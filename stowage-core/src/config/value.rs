use super::ConfigError;

/// A single configuration value.
#[derive(Debug, Clone, PartialEq)]
pub enum ConfigValue {
    String(String),
    Integer(i64),
    Float(f64),
    Bool(bool),
    Null,
    List(Vec<ConfigValue>),
}

impl ConfigValue {
    pub(crate) fn from_yaml(value: &serde_yaml::Value) -> Self {
        match value {
            serde_yaml::Value::Bool(b) => ConfigValue::Bool(*b),
            serde_yaml::Value::Number(n) => match (n.as_i64(), n.as_f64()) {
                (Some(i), _) => ConfigValue::Integer(i),
                (None, Some(f)) => ConfigValue::Float(f),
                _ => ConfigValue::String(n.to_string()),
            },
            serde_yaml::Value::String(s) => ConfigValue::String(s.clone()),
            serde_yaml::Value::Null => ConfigValue::Null,
            serde_yaml::Value::Sequence(seq) => {
                ConfigValue::List(seq.iter().map(ConfigValue::from_yaml).collect())
            }
            other => ConfigValue::String(format!("{other:?}")),
        }
    }

    fn type_mismatch(key: &str, expected: &'static str) -> ConfigError {
        ConfigError::TypeMismatch {
            key: key.to_string(),
            expected,
        }
    }
}

impl std::fmt::Display for ConfigValue {
    fn fmt(&self, f: &mut std::fmt::Formatter<'_>) -> std::fmt::Result {
        match self {
            ConfigValue::String(s) => f.write_str(s),
            ConfigValue::Integer(i) => write!(f, "{i}"),
            ConfigValue::Float(x) => write!(f, "{x}"),
            ConfigValue::Bool(b) => write!(f, "{b}"),
            ConfigValue::Null => f.write_str("null"),
            ConfigValue::List(items) => {
                let parts: Vec<String> = items.iter().map(ToString::to_string).collect();
                write!(f, "[{}]", parts.join(", "))
            }
        }
    }
}

/// Conversion from a [`ConfigValue`] into a concrete type.
///
/// Environment variables always arrive as strings, so every scalar
/// conversion also accepts a parseable string.
pub trait FromConfigValue: Sized {
    fn from_config_value(value: &ConfigValue, key: &str) -> Result<Self, ConfigError>;
}

impl FromConfigValue for String {
    fn from_config_value(value: &ConfigValue, key: &str) -> Result<Self, ConfigError> {
        match value {
            ConfigValue::Null | ConfigValue::List(_) => {
                Err(ConfigValue::type_mismatch(key, "String"))
            }
            scalar => Ok(scalar.to_string()),
        }
    }
}

impl FromConfigValue for i64 {
    fn from_config_value(value: &ConfigValue, key: &str) -> Result<Self, ConfigError> {
        match value {
            ConfigValue::Integer(i) => Ok(*i),
            ConfigValue::String(s) => s
                .trim()
                .parse()
                .map_err(|_| ConfigValue::type_mismatch(key, "i64")),
            _ => Err(ConfigValue::type_mismatch(key, "i64")),
        }
    }
}

impl FromConfigValue for f64 {
    fn from_config_value(value: &ConfigValue, key: &str) -> Result<Self, ConfigError> {
        match value {
            ConfigValue::Float(f) => Ok(*f),
            ConfigValue::Integer(i) => Ok(*i as f64),
            ConfigValue::String(s) => s
                .trim()
                .parse()
                .map_err(|_| ConfigValue::type_mismatch(key, "f64")),
            _ => Err(ConfigValue::type_mismatch(key, "f64")),
        }
    }
}

impl FromConfigValue for bool {
    fn from_config_value(value: &ConfigValue, key: &str) -> Result<Self, ConfigError> {
        match value {
            ConfigValue::Bool(b) => Ok(*b),
            ConfigValue::String(s) => match s.trim().to_lowercase().as_str() {
                "true" | "1" | "yes" => Ok(true),
                "false" | "0" | "no" => Ok(false),
                _ => Err(ConfigValue::type_mismatch(key, "bool")),
            },
            _ => Err(ConfigValue::type_mismatch(key, "bool")),
        }
    }
}

impl<T: FromConfigValue> FromConfigValue for Option<T> {
    fn from_config_value(value: &ConfigValue, key: &str) -> Result<Self, ConfigError> {
        match value {
            ConfigValue::Null => Ok(None),
            v => T::from_config_value(v, key).map(Some),
        }
    }
}

impl<T: FromConfigValue> FromConfigValue for Vec<T> {
    fn from_config_value(value: &ConfigValue, key: &str) -> Result<Self, ConfigError> {
        match value {
            ConfigValue::List(items) => items
                .iter()
                .enumerate()
                .map(|(i, v)| T::from_config_value(v, &format!("{key}[{i}]")))
                .collect(),
            ConfigValue::String(s) => s
                .split(',')
                .map(|part| T::from_config_value(&ConfigValue::String(part.trim().to_string()), key))
                .collect(),
            other => Ok(vec![T::from_config_value(other, key)?]),
        }
    }
}

macro_rules! impl_from_config_int {
    ($($ty:ty),+) => {
        $(
            impl FromConfigValue for $ty {
                fn from_config_value(value: &ConfigValue, key: &str) -> Result<Self, ConfigError> {
                    let i = i64::from_config_value(value, key)?;
                    <$ty>::try_from(i).map_err(|_| ConfigValue::type_mismatch(key, stringify!($ty)))
                }
            }
        )+
    };
}

impl_from_config_int!(u16, u32, u64, i32, usize);
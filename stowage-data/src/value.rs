use chrono::{DateTime, Utc};
use std::collections::BTreeMap;

/// A value bound to a named parameter.
///
/// Every variant carries an `Option` so that SQL `NULL` keeps a concrete
/// type; PostgreSQL refuses untyped nulls in most positions.
#[derive(Debug, Clone, PartialEq)]
pub enum SqlValue {
    Bool(Option<bool>),
    Int(Option<i64>),
    Float(Option<f64>),
    Text(Option<String>),
    Bytes(Option<Vec<u8>>),
    Timestamp(Option<DateTime<Utc>>),
}

impl SqlValue {
    pub fn is_null(&self) -> bool {
        match self {
            SqlValue::Bool(v) => v.is_none(),
            SqlValue::Int(v) => v.is_none(),
            SqlValue::Float(v) => v.is_none(),
            SqlValue::Text(v) => v.is_none(),
            SqlValue::Bytes(v) => v.is_none(),
            SqlValue::Timestamp(v) => v.is_none(),
        }
    }
}

macro_rules! impl_from_value {
    ($variant:ident: $($ty:ty => $conv:expr),+ $(,)?) => {
        $(
            impl From<$ty> for SqlValue {
                fn from(value: $ty) -> Self {
                    SqlValue::$variant(Some($conv(value)))
                }
            }

            impl From<Option<$ty>> for SqlValue {
                fn from(value: Option<$ty>) -> Self {
                    SqlValue::$variant(value.map($conv))
                }
            }
        )+
    };
}

impl_from_value!(Bool: bool => |v| v);
impl_from_value!(Int: i64 => |v| v, i32 => i64::from, i16 => i64::from, u32 => i64::from);
impl_from_value!(Float: f64 => |v| v, f32 => f64::from);
impl_from_value!(Text: String => |v| v, &str => str::to_string, &String => String::clone);
impl_from_value!(Bytes: Vec<u8> => |v| v);
impl_from_value!(Timestamp: DateTime<Utc> => |v| v);

/// Named parameters for a statement, keyed without the leading `:`.
#[derive(Debug, Clone, Default, PartialEq)]
pub struct Params {
    values: BTreeMap<String, SqlValue>,
}

impl Params {
    pub fn new() -> Self {
        Self::default()
    }

    /// Builder-style insert.
    pub fn with(mut self, name: impl Into<String>, value: impl Into<SqlValue>) -> Self {
        self.insert(name, value);
        self
    }

    /// Insert or replace a parameter value.
    pub fn insert(&mut self, name: impl Into<String>, value: impl Into<SqlValue>) {
        self.values.insert(name.into(), value.into());
    }

    pub fn get(&self, name: &str) -> Option<&SqlValue> {
        self.values.get(name)
    }

    pub fn len(&self) -> usize {
        self.values.len()
    }

    pub fn is_empty(&self) -> bool {
        self.values.is_empty()
    }
}

/// Build a [`Params`] map.
///
/// ```ignore
/// let args = params! { "role" => "AWP", "limit" => 10i64 };
/// ```
#[macro_export]
macro_rules! params {
    () => { $crate::Params::new() };
    ( $( $name:expr => $value:expr ),+ $(,)? ) => {
        $crate::Params::new() $( .with($name, $value) )+
    };
}
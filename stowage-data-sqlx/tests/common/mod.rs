#![allow(dead_code)]

use chrono::{DateTime, Utc};
use sqlx::sqlite::{SqlitePool, SqlitePoolOptions};
use sqlx::Sqlite;
use stowage_data::{Record, Schema, SchemaError, SqlValue};
use stowage_data_sqlx::SqlxStorage;

#[derive(Debug, Clone, PartialEq, sqlx::FromRow)]
pub struct Roster {
    pub id: i64,
    pub name: String,
    pub role: String,
    #[sqlx(rename = "createdAt")]
    pub created_at: DateTime<Utc>,
    #[sqlx(rename = "updatedAt")]
    pub updated_at: DateTime<Utc>,
    #[sqlx(skip)]
    pub display: Option<String>,
}

impl Roster {
    pub fn new(name: &str, role: &str) -> Self {
        Self {
            id: 0,
            name: name.to_string(),
            role: role.to_string(),
            created_at: DateTime::UNIX_EPOCH,
            updated_at: DateTime::UNIX_EPOCH,
            display: None,
        }
    }
}

impl Record for Roster {
    fn schema() -> Result<Schema, SchemaError> {
        Schema::builder()
            .field("id", "id")
            .field("name", "name")
            .field("role", "role")
            .field("created_at", "createdAt")
            .field("updated_at", "updatedAt")
            .ignore("display")
            .build()
    }

    fn field(&self, column: &str) -> Option<SqlValue> {
        match column {
            "id" => Some(self.id.into()),
            "name" => Some((&self.name).into()),
            "role" => Some((&self.role).into()),
            "createdAt" => Some(self.created_at.into()),
            "updatedAt" => Some(self.updated_at.into()),
            _ => None,
        }
    }
}

pub const CREATE_ROSTERS: &str = r#"
CREATE TABLE "rosters" (
    "id" INTEGER PRIMARY KEY AUTOINCREMENT,
    "name" TEXT NOT NULL UNIQUE,
    "role" TEXT NOT NULL,
    "createdAt" DATETIME NOT NULL,
    "updatedAt" DATETIME NOT NULL,
    "deletedAt" DATETIME
)
"#;

/// One-connection in-memory database with an empty `rosters` table.
pub async fn setup() -> (SqlitePool, SqlxStorage<Roster, Sqlite>) {
    let pool = SqlitePoolOptions::new()
        .max_connections(1)
        .connect("sqlite::memory:")
        .await
        .unwrap();
    sqlx::query(CREATE_ROSTERS).execute(&pool).await.unwrap();
    let storage = SqlxStorage::new("rosters").unwrap();
    (pool, storage)
}

/// Entity with no writable columns: only identity and audit timestamps.
#[derive(Debug, Clone, PartialEq, sqlx::FromRow)]
pub struct Heartbeat {
    pub id: i64,
    #[sqlx(rename = "createdAt")]
    pub created_at: DateTime<Utc>,
    #[sqlx(rename = "updatedAt")]
    pub updated_at: DateTime<Utc>,
}

impl Heartbeat {
    pub fn new() -> Self {
        Self {
            id: 0,
            created_at: DateTime::UNIX_EPOCH,
            updated_at: DateTime::UNIX_EPOCH,
        }
    }
}

impl Record for Heartbeat {
    fn schema() -> Result<Schema, SchemaError> {
        Schema::builder()
            .field("id", "id")
            .field("created_at", "createdAt")
            .field("updated_at", "updatedAt")
            .build()
    }

    fn field(&self, column: &str) -> Option<SqlValue> {
        match column {
            "id" => Some(self.id.into()),
            "createdAt" => Some(self.created_at.into()),
            "updatedAt" => Some(self.updated_at.into()),
            _ => None,
        }
    }
}

pub const CREATE_HEARTBEATS: &str = r#"
CREATE TABLE "heartbeats" (
    "id" INTEGER PRIMARY KEY AUTOINCREMENT,
    "createdAt" DATETIME NOT NULL,
    "updatedAt" DATETIME NOT NULL,
    "deletedAt" DATETIME
)
"#;
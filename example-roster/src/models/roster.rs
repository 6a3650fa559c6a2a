use chrono::{DateTime, Utc};
use serde::Serialize;
use stowage_data::{Record, Schema, SchemaError, SqlValue};

pub const TABLE: &str = "rosters";

pub const CREATE_TABLE: &str = r#"
CREATE TABLE IF NOT EXISTS "rosters" (
    "id" INTEGER PRIMARY KEY AUTOINCREMENT,
    "name" TEXT NOT NULL UNIQUE,
    "role" TEXT NOT NULL,
    "team" TEXT,
    "createdAt" DATETIME NOT NULL,
    "updatedAt" DATETIME NOT NULL,
    "deletedAt" DATETIME
)
"#;

#[derive(Clone, Debug, Serialize, sqlx::FromRow)]
pub struct Roster {
    pub id: i64,
    pub name: String,
    pub role: String,
    pub team: Option<String>,
    #[sqlx(rename = "createdAt")]
    pub created_at: DateTime<Utc>,
    #[sqlx(rename = "updatedAt")]
    pub updated_at: DateTime<Utc>,
}

impl Roster {
    pub fn new(name: &str, role: &str, team: Option<&str>) -> Self {
        Self {
            id: 0,
            name: name.to_string(),
            role: role.to_string(),
            team: team.map(str::to_string),
            created_at: DateTime::UNIX_EPOCH,
            updated_at: DateTime::UNIX_EPOCH,
        }
    }
}

impl Record for Roster {
    fn schema() -> Result<Schema, SchemaError> {
        Schema::builder()
            .field("id", "id")
            .field("name", "name")
            .field("role", "role")
            .field("team", "team")
            .field("created_at", "createdAt")
            .field("updated_at", "updatedAt")
            .build()
    }

    fn field(&self, column: &str) -> Option<SqlValue> {
        match column {
            "id" => Some(self.id.into()),
            "name" => Some((&self.name).into()),
            "role" => Some((&self.role).into()),
            "team" => Some(self.team.as_deref().into()),
            _ => None,
        }
    }
}
pub mod roster_service;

※ ※ ※

When a line of the records above contains the string "expr", count it once; then give the total and nothing else.

▶ **Answer to this task**: 2